WILLIAMS: "I've ate the food chain! Whoo!" 

MAHER: New Rule: Let's make at least every second American movie not based
on a comic book. How many of you knew that Oscar favorite "Sideways" was
actually based on a comic book called "The Tedious Adventures of Drunk Man
and Horny"? If we keep making superhero movies, the rest of the world is
going to start seeing America as some kind of infantile fantasyland where
reality is whatever we say it is, and all our problems can be solved with
violence. 

New Rule: Valentine's Day sex is an urban legend. Every Valentine's Day ad
is the same pitch: buy her the roses and candy and you'll get the
Valentine's Day sex. Well, unfortunately, over time, is just like the roses
and the candy - wilting and growing stale. The last time a guy actually got
sex for chocolate was when we liberated France. 

WILLIAMS: "Oh, you Hershey bastard!" 

MAHER: And finally, New Rule: Leave the children behind! At least, that is,
until they learn something. A new survey finds that only half of America's
high schoolers think newspapers should be allowed to publish without
government approval. And almost one in five said Americans should be
prohibited from expressing unpopular opinions. Hey, let me tell you little
darlings something: this is my livelihood you're screwing with now! So
either learn the Bill of Rights, or you don't deserve Social Security. 

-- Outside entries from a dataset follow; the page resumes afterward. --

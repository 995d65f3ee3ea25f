//! Snapshot and restore of instance state.
//!
//! A snapshot captures everything an `Instance` mutates so a registry can
//! store it wherever it keeps node records and rebuild the instance later
//! with `StateMachine::restore_instance`. Hooks and observers are not part
//! of a snapshot; they belong to the engine that restores it.

use crate::core::EventHistory;
use chrono::{DateTime, Utc};
use serde::{Deserialize, Serialize};

pub mod error;

pub use error::{CheckpointError, Format};

/// Version identifier for snapshot format
pub const SNAPSHOT_VERSION: u32 = 1;

/// Serializable copy of one instance's runtime state.
#[derive(Clone, Debug, PartialEq, Serialize, Deserialize)]
pub struct InstanceSnapshot {
    /// Snapshot format version
    pub version: u32,

    /// Unique snapshot identifier
    pub id: String,

    /// When the snapshot was taken
    pub timestamp: DateTime<Utc>,

    /// Config source the instance's graph was loaded from
    pub source: String,

    pub instance_id: String,
    pub state: String,
    pub substate: String,
    pub expected_events: Vec<String>,

    /// Timeout in seconds declared by the last transition that fired
    pub pending_timeout: Option<u64>,

    /// When the instance last changed state
    pub entered_at: DateTime<Utc>,

    pub history: EventHistory,
}

impl InstanceSnapshot {
    pub fn to_json(&self) -> Result<String, CheckpointError> {
        serde_json::to_string(self).map_err(|e| self.encode_error(Format::Json, e))
    }

    pub fn from_json(json: &str) -> Result<Self, CheckpointError> {
        let snapshot: Self =
            serde_json::from_str(json).map_err(|e| decode_error(Format::Json, e))?;
        snapshot.check_version()?;
        Ok(snapshot)
    }

    pub fn to_binary(&self) -> Result<Vec<u8>, CheckpointError> {
        bincode::serialize(self).map_err(|e| self.encode_error(Format::Binary, e))
    }

    pub fn from_binary(bytes: &[u8]) -> Result<Self, CheckpointError> {
        let snapshot: Self =
            bincode::deserialize(bytes).map_err(|e| decode_error(Format::Binary, e))?;
        snapshot.check_version()?;
        Ok(snapshot)
    }

    /// Reject snapshots written by a different format version.
    pub fn check_version(&self) -> Result<(), CheckpointError> {
        if self.version != SNAPSHOT_VERSION {
            return Err(CheckpointError::UnsupportedVersion {
                instance_id: self.instance_id.clone(),
                found: self.version,
                supported: SNAPSHOT_VERSION,
            });
        }
        Ok(())
    }

    fn encode_error(&self, format: Format, error: impl std::fmt::Display) -> CheckpointError {
        CheckpointError::Encode {
            instance_id: self.instance_id.clone(),
            format,
            reason: error.to_string(),
        }
    }
}

fn decode_error(format: Format, error: impl std::fmt::Display) -> CheckpointError {
    CheckpointError::Decode {
        format,
        reason: error.to_string(),
    }
}
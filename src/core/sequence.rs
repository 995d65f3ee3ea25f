//! Expected-event gating for multi-step workflows.
//!
//! A transition may declare an ordered sequence of events (for example an
//! `offline`, `online`, `ready` handshake before an `update` is accepted).
//! The instance keeps the not-yet-seen tail of that sequence as its pending
//! queue. Everything in here is pure: the caller decides whether to commit.

use super::graph::Transition;

/// Outcome of checking a transition against the pending queue.
#[derive(Clone, Debug, PartialEq, Eq)]
pub enum Gate {
    /// The transition may fire; `pending` is the queue to store afterwards.
    Open { pending: Vec<String> },
    /// The pending queue is waiting for `expected`.
    Closed { expected: String },
}

impl Gate {
    pub fn is_open(&self) -> bool {
        matches!(self, Self::Open { .. })
    }
}

/// Check `event` firing `transition` against the instance's `pending` queue.
///
/// When the queue is empty the firing event is taken as satisfying the first
/// declared slot without comparing it; the queue is seeded from the rest of
/// the declared sequence.
pub fn check(transition: &Transition, event: &str, pending: &[String]) -> Gate {
    let declared = &transition.expected_events;
    if declared.is_empty() {
        return Gate::Open {
            pending: Vec::new(),
        };
    }

    match pending.split_first() {
        None => Gate::Open {
            pending: declared[1..].to_vec(),
        },
        Some((head, rest)) if head == event => Gate::Open {
            pending: rest.to_vec(),
        },
        Some((head, _)) => Gate::Closed {
            expected: head.clone(),
        },
    }
}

Now, to those of you who think I am over-reacting, yes, I understand that
being in high school is still very young, and no one really cares what kids
say anyway. It's not like priests are dating them for their brains. 

WILLIAMS: "The Pope's on Line 2." 

MAHER: But the younger generation is supposed to rage against the machine,
not for it. They're supposed to question authority, not question those who
question authority. And what is so frightening here is that we are seeing
the beginnings of the first post-9/11 generation, kids who first became
aware of the news under an "Americans need to watch what they say"
administration, kids who've been told that dissent is un-American, and
therefore justifiably punished by fine, imprisonment or loss of your show on
ABC. 

WILLIAMS: I remember, Bill. Let it go, baby! Let it go, Bill!! Hey, listen,
Eisner's goin' soon, you can go back!! Even Mickey is goin', "I gotta get
him out of there! Come on!" 

MAHER: President Bush --President Bush once asked, "Is our children
learning?" He did. He did. [Williams sings patriotic background tune] "No,
they isn't!" And so a more appropriate question might be, "Is our teachers
teaching?" In four years, you can teach a gorilla sign language. Is it too
much to ask that in the same amount of time a teenager in America-[Williams
does sign language] -is taught what those crazy hippies who founded this
country really had in mind? 

Now, I know the "morals and values" folks want us to take time out of the
school day for prayer and the Ten Commandments and abstinence training, and
to learn at least two theories of evolution--the one agreed upon by every
scientist in the world, and the one that involves naked ladies and snakes. 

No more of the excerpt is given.